**WORK TO BE COMPLETED**
Report each line of the data that contains the string "derive".

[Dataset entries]
==============================
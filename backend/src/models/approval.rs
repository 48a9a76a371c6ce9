//! Approval records spawned when a request enters `pending`.

use chrono::{DateTime, Utc};
use serde::{Deserialize, Serialize};
use sqlx::FromRow;
use utoipa::{IntoParams, ToSchema};
use validator::Validate;

use crate::models::request::RequestStatus;
use crate::types::{ApprovalId, RequestId, UserId};

/// Comment written onto an approval that was closed because its request was cancelled.
pub const CANCELLED_APPROVAL_COMMENT: &str = "request cancelled";

#[derive(Debug, Clone, Copy, PartialEq, Eq, Hash, Serialize, Deserialize, sqlx::Type, ToSchema)]
#[sqlx(type_name = "approval_status", rename_all = "snake_case")]
#[serde(rename_all = "snake_case")]
pub enum ApprovalStatus {
    Pending,
    Approved,
    Rejected,
}

impl ApprovalStatus {
    pub fn as_str(&self) -> &'static str {
        match self {
            ApprovalStatus::Pending => "pending",
            ApprovalStatus::Approved => "approved",
            ApprovalStatus::Rejected => "rejected",
        }
    }
}

impl std::str::FromStr for ApprovalStatus {
    type Err = String;

    fn from_str(s: &str) -> Result<Self, Self::Err> {
        match s {
            "pending" => Ok(ApprovalStatus::Pending),
            "approved" => Ok(ApprovalStatus::Approved),
            "rejected" => Ok(ApprovalStatus::Rejected),
            other => Err(format!("unknown approval status: {}", other)),
        }
    }
}

#[derive(Debug, Clone, Copy, PartialEq, Eq, Serialize, Deserialize, ToSchema)]
#[serde(rename_all = "snake_case")]
/// Verdict an approver can hand down.
pub enum DecisionOutcome {
    Approved,
    Rejected,
}

impl DecisionOutcome {
    pub fn approval_status(&self) -> ApprovalStatus {
        match self {
            DecisionOutcome::Approved => ApprovalStatus::Approved,
            DecisionOutcome::Rejected => ApprovalStatus::Rejected,
        }
    }

    /// Status the parent request takes when this verdict is mirrored onto it.
    pub fn request_status(&self) -> RequestStatus {
        match self {
            DecisionOutcome::Approved => RequestStatus::Approved,
            DecisionOutcome::Rejected => RequestStatus::Rejected,
        }
    }

    /// Audit action name.
    pub fn action(&self) -> &'static str {
        match self {
            DecisionOutcome::Approved => "approve",
            DecisionOutcome::Rejected => "reject",
        }
    }
}

#[derive(Debug, Clone, PartialEq, Serialize, Deserialize, FromRow, ToSchema)]
pub struct Approval {
    pub id: ApprovalId,
    pub request_id: RequestId,
    /// Deciding user; `None` while pending or when closed by a cancellation.
    pub approver_id: Option<UserId>,
    pub status: ApprovalStatus,
    pub comment: Option<String>,
    pub approved_at: Option<DateTime<Utc>>,
    pub created_at: DateTime<Utc>,
}

impl Approval {
    pub fn pending(request_id: RequestId) -> Self {
        Self {
            id: ApprovalId::new(),
            request_id,
            approver_id: None,
            status: ApprovalStatus::Pending,
            comment: None,
            approved_at: None,
            created_at: Utc::now(),
        }
    }

    pub fn is_pending(&self) -> bool {
        matches!(self.status, ApprovalStatus::Pending)
    }

    /// Records a verdict. Callers must have checked `is_pending` under the same lock.
    pub fn decide(&mut self, decision: &ApprovalDecision) {
        self.status = decision.outcome.approval_status();
        self.approver_id = Some(decision.approver_id);
        self.comment = decision.comment.clone();
        self.approved_at = Some(decision.decided_at);
    }

    /// Closes a pending approval whose request was withdrawn.
    pub fn close_for_cancellation(&mut self, at: DateTime<Utc>) {
        self.status = ApprovalStatus::Rejected;
        self.comment = Some(CANCELLED_APPROVAL_COMMENT.to_string());
        self.approved_at = Some(at);
    }
}

/// A verdict ready to be persisted.
#[derive(Debug, Clone, PartialEq)]
pub struct ApprovalDecision {
    pub outcome: DecisionOutcome,
    pub approver_id: UserId,
    pub comment: Option<String>,
    pub decided_at: DateTime<Utc>,
}

#[derive(Debug, Clone, Default, Serialize, Deserialize, Validate, ToSchema)]
pub struct DecisionPayload {
    #[validate(length(max = 1000))]
    pub comment: Option<String>,
}

#[derive(Debug, Clone, Default, Deserialize, Serialize, IntoParams, ToSchema)]
#[into_params(parameter_in = Query)]
pub struct ApprovalListQuery {
    /// `pending` (default), `approved`, `rejected` or `all`.
    pub status: Option<String>,
    pub request_id: Option<RequestId>,
    pub limit: Option<i64>,
    pub offset: Option<i64>,
}
use chrono::{DateTime, Utc};
use serde::{Deserialize, Serialize};
use serde_json::Value;
use sqlx::{types::Json, FromRow};
use utoipa::{IntoParams, ToSchema};
use uuid::Uuid;

use crate::types::{AuditLogId, UserId};

#[derive(Debug, Clone, Serialize, Deserialize, FromRow, ToSchema)]
pub struct AuditLog {
    pub id: AuditLogId,
    /// Acting user; absent for system-initiated changes.
    pub user_id: Option<UserId>,
    pub action: String,
    pub resource_type: String,
    pub resource_id: Option<Uuid>,
    #[schema(value_type = Option<Object>)]
    pub old_values: Option<Json<Value>>,
    #[schema(value_type = Option<Object>)]
    pub new_values: Option<Json<Value>>,
    pub ip_address: Option<String>,
    pub user_agent: Option<String>,
    pub created_at: DateTime<Utc>,
}

#[derive(Debug, Clone, Default, Deserialize, Serialize, IntoParams, ToSchema)]
#[into_params(parameter_in = Query)]
pub struct AuditLogListQuery {
    pub user_id: Option<UserId>,
    pub action: Option<String>,
    pub resource_type: Option<String>,
    pub resource_id: Option<Uuid>,
    pub limit: Option<i64>,
    pub offset: Option<i64>,
}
==============================
**THE COMPLETED TASK**
#[derive(Debug, Clone, Copy, PartialEq, Eq, Hash, Serialize, Deserialize, sqlx::Type, ToSchema)]
#[derive(Debug, Clone, Copy, PartialEq, Eq, Serialize, Deserialize, ToSchema)]
#[derive(Debug, Clone, PartialEq, Serialize, Deserialize, FromRow, ToSchema)]
#[derive(Debug, Clone, PartialEq)]
#[derive(Debug, Clone, Default, Serialize, Deserialize, Validate, ToSchema)]
#[derive(Debug, Clone, Default, Deserialize, Serialize, IntoParams, ToSchema)]
#[derive(Debug, Clone, Serialize, Deserialize, FromRow, ToSchema)]
#[derive(Debug, Clone, Default, Deserialize, Serialize, IntoParams, ToSchema)]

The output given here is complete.